--- Task brief ---
The entries should be given again so that each one matches the original exactly.

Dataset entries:

+--

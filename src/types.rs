use serde::Deserialize;

/// One detection event as served by the log API. Records are immutable
/// once fetched; collections are replaced wholesale on reload.
#[derive(Debug, Clone, PartialEq, Deserialize)]
pub struct LogRecord {
    /// "YYYY-MM-DD HH:MM:SS"-like wall-clock string.
    pub timestamp: String,
    /// Identity of the recognized face, if any.
    #[serde(default)]
    pub face_name: Option<String>,
    pub objects_detected: Vec<String>,
    pub alert: bool,
    /// URL of the capture image associated with this event.
    #[serde(default)]
    pub capture_path: Option<String>,
}

/// Labeled numeric series handed to the chart factories. Transient;
/// chart code reads it at draw time and does not retain it.
#[derive(Debug, Clone, PartialEq, Default)]
pub struct ChartDataset {
    pub labels: Vec<String>,
    pub data: Vec<f64>,
}

#[cfg(test)]
mod tests {
    use super::*;

    #[test]
    fn deserializes_full_record() {
        let record: LogRecord = serde_json::from_str(
            r#"{
                "timestamp": "2024-03-01 14:23:00",
                "face_name": "alice",
                "objects_detected": ["person", "backpack"],
                "alert": true,
                "capture_path": "/captures/known/alice.jpg"
            }"#,
        )
        .unwrap();
        assert_eq!(record.timestamp, "2024-03-01 14:23:00");
        assert_eq!(record.face_name.as_deref(), Some("alice"));
        assert_eq!(record.objects_detected, vec!["person", "backpack"]);
        assert!(record.alert);
        assert_eq!(
            record.capture_path.as_deref(),
            Some("/captures/known/alice.jpg")
        );
    }

    #[test]
    fn optional_fields_default_to_none() {
        let record: LogRecord = serde_json::from_str(
            r#"{
                "timestamp": "2024-03-01 09:00:00",
                "objects_detected": [],
                "alert": false
            }"#,
        )
        .unwrap();
        assert_eq!(record.face_name, None);
        assert_eq!(record.capture_path, None);
        assert!(!record.alert);
    }

    #[test]
    fn explicit_nulls_decode_as_none() {
        let record: LogRecord = serde_json::from_str(
            r#"{
                "timestamp": "2024-03-01 09:00:00",
                "face_name": null,
                "objects_detected": ["cat"],
                "alert": false,
                "capture_path": null
            }"#,
        )
        .unwrap();
        assert_eq!(record.face_name, None);
        assert_eq!(record.capture_path, None);
    }
}
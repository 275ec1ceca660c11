pub mod api;
pub mod app;
pub mod charts;
pub mod components;
pub mod filter;
pub mod stats;
pub mod types;

pub use app::App;
pub use types::{ChartDataset, LogRecord};

#[cfg(target_arch = "wasm32")]
#[wasm_bindgen::prelude::wasm_bindgen(start)]
pub fn run_app() {
    console_error_panic_hook::set_once();
    yew::Renderer::<App>::new().render();
}
use yew::prelude::*;

use crate::types::LogRecord;

pub const ALERT_LABEL: &str = "⚠️ ALERT";
pub const SAFE_LABEL: &str = "✅ Safe";
const NO_CAPTURE: &str = "—";

/// Face column text; an absent or empty name shows the placeholder.
pub fn face_label(record: &LogRecord) -> String {
    match record.face_name.as_deref() {
        Some(name) if !name.is_empty() => name.to_string(),
        _ => "N/A".to_string(),
    }
}

pub fn objects_label(record: &LogRecord) -> String {
    record.objects_detected.join(", ")
}

pub fn status_label(alert: bool) -> &'static str {
    if alert {
        ALERT_LABEL
    } else {
        SAFE_LABEL
    }
}

#[derive(Properties, PartialEq)]
pub struct LogTableProps {
    /// Records to display, already filtered and ordered by the caller.
    pub logs: Vec<LogRecord>,
    pub table_id: String,
}

#[function_component(LogTable)]
pub fn log_table(props: &LogTableProps) -> Html {
    html! {
        <table id={props.table_id.clone()} style="width:100%; border-collapse:collapse; background:white;">
            <thead>
                <tr style="background:#4a5568; color:white; text-align:left;">
                    <th style="padding:0.5em;">{ "Timestamp" }</th>
                    <th style="padding:0.5em;">{ "Face" }</th>
                    <th style="padding:0.5em;">{ "Objects Detected" }</th>
                    <th style="padding:0.5em;">{ "Status" }</th>
                    <th style="padding:0.5em;">{ "Capture" }</th>
                </tr>
            </thead>
            <tbody>
                { if props.logs.is_empty() {
                    html! {
                        <tr>
                            <td colspan="5" style="padding:1em; text-align:center; color:#888;">
                                { "No log entries" }
                            </td>
                        </tr>
                    }
                } else {
                    html! {
                        <>
                        { for props.logs.iter().map(|record| html! {
                            <tr style="border-bottom:1px solid #eee;">
                                <td style="padding:0.5em; white-space:nowrap;">{ &record.timestamp }</td>
                                <td style="padding:0.5em;">{ face_label(record) }</td>
                                <td style="padding:0.5em;">{ objects_label(record) }</td>
                                <td style="padding:0.5em; white-space:nowrap;">{ status_label(record.alert) }</td>
                                <td style="padding:0.5em;">
                                    { match record.capture_path.as_deref() {
                                        Some(path) if !path.is_empty() => html! {
                                            <img src={path.to_string()} class="capture-img" style="max-height:48px; border-radius:4px;" />
                                        },
                                        _ => html! { {NO_CAPTURE} },
                                    }}
                                </td>
                            </tr>
                        })}
                        </>
                    }
                }}
            </tbody>
        </table>
    }
}
use thiserror::Error;
use wasm_bindgen::{JsCast, JsValue};
use wasm_bindgen_futures::JsFuture;

use crate::types::LogRecord;

pub const KNOWN_LOGS_URL: &str = "http://127.0.0.1:8000/api/logs/known";
pub const UNKNOWN_LOGS_URL: &str = "http://127.0.0.1:8000/api/logs/unknown";

/// Why a log fetch produced no data. The caller decides whether to
/// surface the reason or degrade to an empty collection.
#[derive(Debug, Error)]
pub enum FetchError {
    #[error("network request failed: {0}")]
    Network(String),
    #[error("server responded with status {0}")]
    Status(u16),
    #[error("malformed log payload: {0}")]
    Decode(String),
}

impl From<JsValue> for FetchError {
    fn from(value: JsValue) -> Self {
        FetchError::Network(
            value
                .as_string()
                .unwrap_or_else(|| format!("{:?}", value)),
        )
    }
}

/// Fetches one log collection and decodes it into typed records.
pub async fn fetch_logs(url: &str) -> Result<Vec<LogRecord>, FetchError> {
    let window =
        web_sys::window().ok_or_else(|| FetchError::Network("window not available".to_string()))?;
    let resp_value = JsFuture::from(window.fetch_with_str(url)).await?;
    let resp: web_sys::Response = resp_value
        .dyn_into()
        .map_err(|_| FetchError::Network("fetch did not yield a response".to_string()))?;
    if !resp.ok() {
        return Err(FetchError::Status(resp.status()));
    }
    let json = JsFuture::from(resp.json()?).await?;
    serde_wasm_bindgen::from_value(json).map_err(|err| FetchError::Decode(err.to_string()))
}

#[cfg(test)]
mod tests {
    use super::*;

    #[test]
    fn errors_describe_their_cause() {
        assert_eq!(
            FetchError::Status(503).to_string(),
            "server responded with status 503"
        );
        assert_eq!(
            FetchError::Decode("missing field `timestamp`".to_string()).to_string(),
            "malformed log payload: missing field `timestamp`"
        );
    }
}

+--

--- Result for this exercise ---
filename src/types.rs
use serde::Deserialize;

/// One detection event as served by the log API. Records are immutable
/// once fetched; collections are replaced wholesale on reload.
#[derive(Debug, Clone, PartialEq, Deserialize)]
pub struct LogRecord {
    /// "YYYY-MM-DD HH:MM:SS"-like wall-clock string.
    pub timestamp: String,
    /// Identity of the recognized face, if any.
    #[serde(default)]
    pub face_name: Option<String>,
    pub objects_detected: Vec<String>,
    pub alert: bool,
    /// URL of the capture image associated with this event.
    #[serde(default)]
    pub capture_path: Option<String>,
}

/// Labeled numeric series handed to the chart factories. Transient;
/// chart code reads it at draw time and does not retain it.
#[derive(Debug, Clone, PartialEq, Default)]
pub struct ChartDataset {
    pub labels: Vec<String>,
    pub data: Vec<f64>,
}

#[cfg(test)]
mod tests {
    use super::*;

    #[test]
    fn deserializes_full_record() {
        let record: LogRecord = serde_json::from_str(
            r#"{
                "timestamp": "2024-03-01 14:23:00",
                "face_name": "alice",
                "objects_detected": ["person", "backpack"],
                "alert": true,
                "capture_path": "/captures/known/alice.jpg"
            }"#,
        )
        .unwrap();
        assert_eq!(record.timestamp, "2024-03-01 14:23:00");
        assert_eq!(record.face_name.as_deref(), Some("alice"));
        assert_eq!(record.objects_detected, vec!["person", "backpack"]);
        assert!(record.alert);
        assert_eq!(
            record.capture_path.as_deref(),
            Some("/captures/known/alice.jpg")
        );
    }

    #[test]
    fn optional_fields_default_to_none() {
        let record: LogRecord = serde_json::from_str(
            r#"{
                "timestamp": "2024-03-01 09:00:00",
                "objects_detected": [],
                "alert": false
            }"#,
        )
        .unwrap();
        assert_eq!(record.face_name, None);
        assert_eq!(record.capture_path, None);
        assert!(!record.alert);
    }

    #[test]
    fn explicit_nulls_decode_as_none() {
        let record: LogRecord = serde_json::from_str(
            r#"{
                "timestamp": "2024-03-01 09:00:00",
                "face_name": null,
                "objects_detected": ["cat"],
                "alert": false,
                "capture_path": null
            }"#,
        )
        .unwrap();
        assert_eq!(record.face_name, None);
        assert_eq!(record.capture_path, None);
    }
}
repository 275ec1ceca660c11
pub mod api;
pub mod app;
pub mod charts;
pub mod components;
pub mod filter;
pub mod stats;
pub mod types;

pub use app::App;
pub use types::{ChartDataset, LogRecord};

#[cfg(target_arch = "wasm32")]
#[wasm_bindgen::prelude::wasm_bindgen(start)]
pub fn run_app() {
    console_error_panic_hook::set_once();
    yew::Renderer::<App>::new().render();
}
use yew::prelude::*;

use crate::types::LogRecord;

pub const ALERT_LABEL: &str = "⚠️ ALERT";
pub const SAFE_LABEL: &str = "✅ Safe";
const NO_CAPTURE: &str = "—";

/// Face column text; an absent or empty name shows the placeholder.
pub fn face_label(record: &LogRecord) -> String {
    match record.face_name.as_deref() {
        Some(name) if !name.is_empty() => name.to_string(),
        _ => "N/A".to_string(),
    }
}

pub fn objects_label(record: &LogRecord) -> String {
    record.objects_detected.join(", ")
}

pub fn status_label(alert: bool) -> &'static str {
    if alert {
        ALERT_LABEL
    } else {
        SAFE_LABEL
    }
}

#[derive(Properties, PartialEq)]
pub struct LogTableProps {
    /// Records to display, already filtered and ordered by the caller.
    pub logs: Vec<LogRecord>,
    pub table_id: String,
}

#[function_component(LogTable)]
pub fn log_table(props: &LogTableProps) -> Html {
    html! {
        <table id={props.table_id.clone()} style="width:100%; border-collapse:collapse; background:white;">
            <thead>
                <tr style="background:#4a5568; color:white; text-align:left;">
                    <th style="padding:0.5em;">{ "Timestamp" }</th>
                    <th style="padding:0.5em;">{ "Face" }</th>
                    <th style="padding:0.5em;">{ "Objects Detected" }</th>
                    <th style="padding:0.5em;">{ "Status" }</th>
                    <th style="padding:0.5em;">{ "Capture" }</th>
                </tr>
            </thead>
            <tbody>
                { if props.logs.is_empty() {
                    html! {
                        <tr>
                            <td colspan="5" style="padding:1em; text-align:center; color:#888;">
                                { "No log entries" }
                            </td>
                        </tr>
                    }
                } else {
                    html! {
                        <>
                        { for props.logs.iter().map(|record| html! {
                            <tr style="border-bottom:1px solid #eee;">
                                <td style="padding:0.5em; white-space:nowrap;">{ &record.timestamp }</td>
                                <td style="padding:0.5em;">{ face_label(record) }</td>
                                <td style="padding:0.5em;">{ objects_label(record) }</td>
                                <td style="padding:0.5em; white-space:nowrap;">{ status_label(record.alert) }</td>
                                <td style="padding:0.5em;">
                                    { match record.capture_path.as_deref() {
                                        Some(path) if !path.is_empty() => html! {
                                            <img src={path.to_string()} class="capture-img" style="max-height:48px; border-radius:4px;" />
                                        },
                                        _ => html! { {NO_CAPTURE} },
                                    }}
                                </td>
                            </tr>
                        })}
                        </>
                    }
                }}
            </tbody>
        </table>
    }
}
use thiserror::Error;
use wasm_bindgen::{JsCast, JsValue};
use wasm_bindgen_futures::JsFuture;

use crate::types::LogRecord;

pub const KNOWN_LOGS_URL: &str = "http://127.0.0.1:8000/api/logs/known";
pub const UNKNOWN_LOGS_URL: &str = "http://127.0.0.1:8000/api/logs/unknown";

/// Why a log fetch produced no data. The caller decides whether to
/// surface the reason or degrade to an empty collection.
#[derive(Debug, Error)]
pub enum FetchError {
    #[error("network request failed: {0}")]
    Network(String),
    #[error("server responded with status {0}")]
    Status(u16),
    #[error("malformed log payload: {0}")]
    Decode(String),
}

impl From<JsValue> for FetchError {
    fn from(value: JsValue) -> Self {
        FetchError::Network(
            value
                .as_string()
                .unwrap_or_else(|| format!("{:?}", value)),
        )
    }
}

/// Fetches one log collection and decodes it into typed records.
pub async fn fetch_logs(url: &str) -> Result<Vec<LogRecord>, FetchError> {
    let window =
        web_sys::window().ok_or_else(|| FetchError::Network("window not available".to_string()))?;
    let resp_value = JsFuture::from(window.fetch_with_str(url)).await?;
    let resp: web_sys::Response = resp_value
        .dyn_into()
        .map_err(|_| FetchError::Network("fetch did not yield a response".to_string()))?;
    if !resp.ok() {
        return Err(FetchError::Status(resp.status()));
    }
    let json = JsFuture::from(resp.json()?).await?;
    serde_wasm_bindgen::from_value(json).map_err(|err| FetchError::Decode(err.to_string()))
}

#[cfg(test)]
mod tests {
    use super::*;

    #[test]
    fn errors_describe_their_cause() {
        assert_eq!(
            FetchError::Status(503).to_string(),
            "server responded with status 503"
        );
        assert_eq!(
            FetchError::Decode("missing field `timestamp`".to_string()).to_string(),
            "malformed log payload: missing field `timestamp`"
        );
    }
}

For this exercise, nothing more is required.